Buy this product here: Never Underestimate An Old Man With Ludwig Drums Shirt, hoodie, tank top
Home page: Beutee Store
Never Underestimate An Old Man With Ludwig Drums Shirt, hoodie, tank top
Over the past few years, finding agreement between Democrats and Republicans has been a mostly futile exercise. One exception is the strange and mistaken bipartisanship when it comes to Joe Biden. From the moment Biden announced his candidacy for president in April 2019, Democrats in-the-know believed his presidential quest would implode – just as it had in 1988 and 2008.
But Biden’s rivals underestimated him. From the start, Biden led in the polls, a lead many dismissed as based merely on name recognition. Many saw Biden as a castaway of an outdated and romanticized past. Then-Sen. Kamala Harris (D-Calif.) criticized Biden for collaborating with Senate segregationists James Eastland and Herman Talmadge, describing it as “hurtful” and “misplaced.” Meanwhile, others saw Biden as representing the status quo in a country longing for change. Biden himself gave credibility to the charge, saying “nothing would fundamentally change” in a Biden administration.

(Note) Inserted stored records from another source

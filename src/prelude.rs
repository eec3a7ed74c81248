//! # binstream Prelude
//!
//! This module provides a convenient prelude for the most commonly used types and traits
//! from the binstream library.

// ================================================================================================
// Core Types and Error Handling
// ================================================================================================

/// The main error type for all binstream operations
pub use crate::Error;

/// The result type used throughout binstream
pub use crate::Result;

// ================================================================================================
// Stream
// ================================================================================================

/// Cursor-based byte stream and its allocation settings
pub use crate::stream::{ByteStream, StreamConfig};

/// Endian-aware primitive conversion
pub use crate::stream::io::Primitive;

// ================================================================================================
// Variable-Length Encoding
// ================================================================================================

/// LEB128 byte budgets and zigzag mapping
pub use crate::stream::varint::{
    zigzag_decode_32, zigzag_decode_64, zigzag_encode_32, zigzag_encode_64, MAX_VARINT_BYTES,
    MAX_VARLONG_BYTES,
};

But Biden had strong backing from African Americans, a base of support premised upon his civil rights record and association with Barack Obama. The two African American senators in the race, Harris and Sen. Cory Booker (D-N.J.), failed to gain traction. In December 2019, Harris ended her campaign, saying she had “no path forward,” and Booker followed a month later. Biden’s first campaign manager, Greg Schultz, always believed his candidate would accumulate enough delegates to win the nomination thanks to Biden’s ardent black support, particularly among older southern voters. Further powering Biden’s candidacy was the overwhelming desire of Democrats to find someone who could beat Donald Trump. Thinking like the old-time party bosses, Democratic voters cast ideological compatibility aside in their search for a winner. Given Biden’s sizable seven million vote lead over Trump last November – along with the razor-thin results Arizona, Georgia and Wisconsin – it’s hard to make the case that they were wrong.